Here are the six attributes of the documentation process that need to be controlled-
1. Identification
How does your organisation identify documents? It is important to have processes in place to ensure that you can find the right document when you need to. One way to ensure quick identification is to specify the title and date or allot a number to minimise confusion.
Another way to do this is to file the records for one product or service together so that you can access the documents easily. In addition, this also involves developing a system to identify any missing records from the QMS.
2. Storage
This involves deciding whether you will keep the documented information in electronic or paper format. If the records are on paper, what are the steps you need to take to control the area where they are stored? Moreover, it is crucial to define access and authorisation to the documents to maintain their integrity.
Additionally, you also need to determine if the records will be stored onsite or offsite and plan their proper management.
3. Protection
The documents and records also need to be protected from loss and damage. For instance, if the records are paper, it is better to avoid storage locations like a basement where they will be exposed to moisture or damage by rodents.
On the other hand, if the records are available electronically, it is necessary to have backup processes in place, with at least one backup copy kept offsite to avoid loss of data.
4. Retrieval
How frequently and quickly you need access to a record will also help determine how and where the documents are stored. Plus, there might even be legal requirements that you need to consider when controlling document access and retrieval.
For instance, the FAA in the United States requires that suppliers of aircraft components provide records to assist with an investigation within 24 hours in the event of an airplane crash. This demands quick access to the documents, and so their retrieval will be controlled accordingly.
5. Retention
Depending on the records and the legislation, you will need to decide how long different records need to be retained. This also includes determining the actual retention period for different documents - whether it relates to when the document was created or when the life of the product or service ends.
6. Disposition
Finally, organisations need to manage and control what happens to the records at the end of the retention period. This involves deciding whether to dispose of the records outright or, if not, then implementing review processes before they are destroyed.
Other Considerations
In addition to the above controls, organisations need to consider the following three factors when maintaining and controlling records.

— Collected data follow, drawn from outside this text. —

use async_trait::async_trait;
use bytes::Bytes;
use chrono::{DateTime, Utc};
use futures_util::Stream;
use reqwest::header::{self, HeaderMap};
use reqwest::{Client, Method, RequestBuilder, Response};
use serde::de::DeserializeOwned;
use serde_json::{Map, Value, json};
use std::collections::HashMap;
use std::time::Duration;
use url::Url;

use super::{Bookmark, BookmarkBackend, BookmarkPage, SyncEvent};
use crate::error::{BackendError, BackendResult};

const TOTAL_PAGES_HEADER: &str = "Total-Pages";

pub struct ReadeckClient {
    http: Client,
    base_url: Url,
    access_token: String,
    timeout: Duration,
}

impl ReadeckClient {
    /// `http` is shared between clients so connections are pooled across
    /// credentials.
    pub fn new(http: Client, base_url: Url, access_token: impl Into<String>, timeout: Duration) -> Self {
        Self {
            http,
            base_url,
            access_token: access_token.into(),
            timeout,
        }
    }

    fn endpoint(&self, segments: &[&str]) -> Url {
        let mut url = self.base_url.clone();
        if let Ok(mut path) = url.path_segments_mut() {
            path.pop_if_empty().extend(segments);
        }
        url
    }

    fn request(&self, method: Method, segments: &[&str]) -> RequestBuilder {
        self.http
            .request(method, self.endpoint(segments))
            .bearer_auth(&self.access_token)
            .timeout(self.timeout)
    }

    async fn send(&self, request: RequestBuilder) -> BackendResult<Response> {
        let response = request.send().await?;
        let status = response.status();
        if !status.is_success() {
            let body = response.text().await.unwrap_or_default();
            return Err(BackendError::rejected(status.as_u16(), &body));
        }
        Ok(response)
    }

    async fn send_json<T: DeserializeOwned>(
        &self,
        request: RequestBuilder,
    ) -> BackendResult<(T, HeaderMap)> {
        let response = self.send(request).await?;
        let headers = response.headers().clone();
        let bytes = response.bytes().await?;
        Ok((serde_json::from_slice(&bytes)?, headers))
    }
}

/// Boundary of a `multipart/*` content type.
fn batch_boundary(content_type: &str) -> BackendResult<String> {
    let parsed: mime::Mime = content_type
        .parse()
        .map_err(|_| BackendError::Multipart(format!("unparsable content type {:?}", content_type)))?;
    if parsed.type_() != mime::MULTIPART {
        return Err(BackendError::Multipart(format!(
            "expected a multipart body, got {}",
            parsed.essence_str()
        )));
    }
    parsed
        .get_param(mime::BOUNDARY)
        .map(|boundary| boundary.as_str().trim_matches('"').to_string())
        .filter(|boundary| !boundary.is_empty())
        .ok_or_else(|| BackendError::Multipart("content type has no boundary".to_string()))
}

fn multipart_error(e: multer::Error) -> BackendError {
    BackendError::Multipart(e.to_string())
}

/// Reads bookmark details out of a batch body. Non-JSON and undecodable
/// parts are skipped; the first part for an id wins.
async fn decode_batch<S, O, E>(boundary: String, body: S) -> BackendResult<HashMap<String, Bookmark>>
where
    S: Stream<Item = Result<O, E>> + Send + 'static,
    O: Into<Bytes> + 'static,
    E: Into<Box<dyn std::error::Error + Send + Sync>> + 'static,
{
    let mut parts = multer::Multipart::new(body, boundary);
    let mut bookmarks = HashMap::new();

    while let Some(part) = parts.next_field().await.map_err(multipart_error)? {
        let is_json = part
            .content_type()
            .is_some_and(|ct| ct.type_() == mime::APPLICATION && ct.subtype() == mime::JSON);
        if !is_json {
            tracing::debug!(
                content_type = ?part.content_type(),
                "skipping non-json multipart part"
            );
            continue;
        }

        let data = part.bytes().await.map_err(multipart_error)?;
        match serde_json::from_slice::<Bookmark>(&data) {
            Ok(bookmark) => {
                bookmarks.entry(bookmark.id.clone()).or_insert(bookmark);
            }
            Err(e) => {
                tracing::warn!(error = %e, "failed to decode bookmark part, skipping");
            }
        }
    }

    Ok(bookmarks)
}

fn total_pages(headers: &HeaderMap) -> u32 {
    headers
        .get(TOTAL_PAGES_HEADER)
        .and_then(|value| value.to_str().ok())
        .and_then(|value| value.trim().parse::<u32>().ok())
        .unwrap_or(1)
}

#[async_trait]
impl BookmarkBackend for ReadeckClient {
    async fn list_changes(&self, since: Option<DateTime<Utc>>) -> BackendResult<Vec<SyncEvent>> {
        let mut request = self.request(Method::GET, &["api", "bookmarks", "sync"]);
        if let Some(since) = since {
            request = request.query(&[("since", since.timestamp().to_string())]);
        }
        let (events, _) = self.send_json::<Vec<SyncEvent>>(request).await?;
        tracing::debug!(count = events.len(), full = since.is_none(), "fetched change feed");
        Ok(events)
    }

    async fn fetch_details_batch(&self, ids: &[String]) -> BackendResult<HashMap<String, Bookmark>> {
        if ids.is_empty() {
            return Ok(HashMap::new());
        }

        let body = json!({
            "id": ids,
            "resource_prefix": "%/img",
            "sort": ["created"],
            "with_html": false,
            "with_json": true,
            "with_markdown": false,
            "with_resources": false,
        });
        let request = self
            .request(Method::POST, &["api", "bookmarks", "sync"])
            .header(header::ACCEPT, "multipart/mixed")
            .json(&body);

        let response = self.send(request).await?;
        let content_type = response
            .headers()
            .get(header::CONTENT_TYPE)
            .and_then(|value| value.to_str().ok())
            .unwrap_or("");
        let boundary = batch_boundary(content_type)?;

        let bookmarks = decode_batch(boundary, response.bytes_stream()).await?;
        if bookmarks.len() < ids.len() {
            tracing::debug!(
                requested = ids.len(),
                returned = bookmarks.len(),
                "batch response is missing some bookmarks"
            );
        }
        Ok(bookmarks)
    }

    async fn search_by_site(
        &self,
        site: &str,
        page: u32,
        archived: Option<bool>,
    ) -> BackendResult<BookmarkPage> {
        let mut query = vec![("site", site.to_string()), ("page", page.to_string())];
        if let Some(archived) = archived {
            query.push(("is_archived", archived.to_string()));
        }
        let request = self.request(Method::GET, &["api", "bookmarks"]).query(&query);

        let (bookmarks, headers) = self.send_json::<Vec<Bookmark>>(request).await?;
        Ok(BookmarkPage {
            bookmarks,
            total_pages: total_pages(&headers),
        })
    }

    async fn fetch_article_html(&self, id: &str) -> BackendResult<String> {
        let request = self.request(Method::GET, &["api", "bookmarks", id, "article"]);
        let response = self.send(request).await?;
        Ok(response.text().await?)
    }

    async fn update_bookmark(&self, id: &str, fields: Map<String, Value>) -> BackendResult<()> {
        let request = self
            .request(Method::PATCH, &["api", "bookmarks", id])
            .json(&fields);
        match self.send(request).await {
            Ok(_) => Ok(()),
            Err(e) if e.is_not_found() => {
                tracing::info!(item_id = %id, "bookmark not found on readeck, treating update as done");
                Ok(())
            }
            Err(e) => Err(e),
        }
    }

    async fn create_bookmark(&self, url: &str) -> BackendResult<()> {
        let request = self
            .request(Method::POST, &["api", "bookmarks"])
            .json(&json!({ "url": url }));
        self.send(request).await?;
        Ok(())
    }
}
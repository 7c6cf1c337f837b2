use async_trait::async_trait;
use chrono::{DateTime, Utc};
use serde_json::{Map, Value};
use std::collections::{HashMap, HashSet};
use std::sync::Mutex;

use super::{Bookmark, BookmarkBackend, BookmarkPage, SyncEvent, SyncEventType};
use crate::error::{BackendError, BackendResult};

/// In-memory backend recording the calls made against it.
#[derive(Default)]
pub struct FakeBackend {
    pub events: Vec<SyncEvent>,
    pub bookmarks: HashMap<String, Bookmark>,
    /// Search results per site, one entry per page.
    pub pages: HashMap<String, Vec<Vec<Bookmark>>>,
    /// Reported page count per site, overriding the number of pages.
    pub total_pages: HashMap<String, u32>,
    pub failing_sites: HashSet<String>,
    pub articles: HashMap<String, String>,
    pub missing_ids: HashSet<String>,
    pub calls: Mutex<Vec<String>>,
    pub updates: Mutex<Vec<(String, Map<String, Value>)>>,
    pub created: Mutex<Vec<String>>,
}

impl FakeBackend {
    pub fn with_bookmark(mut self, bookmark: Bookmark) -> Self {
        self.bookmarks.insert(bookmark.id.clone(), bookmark);
        self
    }

    pub fn with_event(mut self, id: &str, event_type: SyncEventType) -> Self {
        self.events.push(SyncEvent {
            id: id.to_string(),
            event_type,
            time: None,
        });
        self
    }

    pub fn calls(&self) -> Vec<String> {
        self.calls.lock().unwrap().clone()
    }

    fn record(&self, call: String) {
        self.calls.lock().unwrap().push(call);
    }
}

pub fn bookmark(id: &str, url: &str) -> Bookmark {
    Bookmark {
        id: id.to_string(),
        title: format!("Title {}", id),
        url: url.to_string(),
        ..Default::default()
    }
}

#[async_trait]
impl BookmarkBackend for FakeBackend {
    async fn list_changes(&self, since: Option<DateTime<Utc>>) -> BackendResult<Vec<SyncEvent>> {
        self.record(format!("list_changes:{}", since.is_some()));
        Ok(self.events.clone())
    }

    async fn fetch_details_batch(&self, ids: &[String]) -> BackendResult<HashMap<String, Bookmark>> {
        self.record(format!("fetch_details_batch:{}", ids.len()));
        Ok(ids
            .iter()
            .filter(|id| !self.missing_ids.contains(*id))
            .filter_map(|id| self.bookmarks.get(id).map(|b| (id.clone(), b.clone())))
            .collect())
    }

    async fn search_by_site(
        &self,
        site: &str,
        page: u32,
        archived: Option<bool>,
    ) -> BackendResult<BookmarkPage> {
        self.record(format!("search:{}:{}:{:?}", site, page, archived));
        if self.failing_sites.contains(site) {
            return Err(BackendError::rejected(500, "boom"));
        }
        let pages = self.pages.get(site).cloned().unwrap_or_default();
        let bookmarks = pages
            .get(page.saturating_sub(1) as usize)
            .cloned()
            .unwrap_or_default();
        Ok(BookmarkPage {
            bookmarks,
            total_pages: self
                .total_pages
                .get(site)
                .copied()
                .unwrap_or(pages.len().max(1) as u32),
        })
    }

    async fn fetch_article_html(&self, id: &str) -> BackendResult<String> {
        self.record(format!("article:{}", id));
        self.articles
            .get(id)
            .cloned()
            .ok_or_else(|| BackendError::rejected(404, "no article"))
    }

    async fn update_bookmark(&self, id: &str, fields: Map<String, Value>) -> BackendResult<()> {
        self.record(format!("update:{}", id));
        self.updates.lock().unwrap().push((id.to_string(), fields));
        Ok(())
    }

    async fn create_bookmark(&self, url: &str) -> BackendResult<()> {
        self.record(format!("create:{}", url));
        self.created.lock().unwrap().push(url.to_string());
        Ok(())
    }
}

Legibility: You must ensure that the documents are legible. The use of difficult language or illegible handwriting can make these documents less valuable. Moreover, paper records might also get faint or unreadable over time.
Identifiable: Apart from putting identification control in place, you must also ensure that the identification in itself is not difficult to read or understand.
Retrievable: The documents should be easy to retrieve. This means storing paper records in an easily accessible place and ensuring electronic records are updated to the latest formats to avoid losing them to software upgrades.
Wrapping Up
Effective document control is essential for implementing a robust quality management system and maintaining compliance with ISO 9001 standards. By adopting a proactive approach to record control, organisations can streamline processes, enhance compliance, and improve decision-making.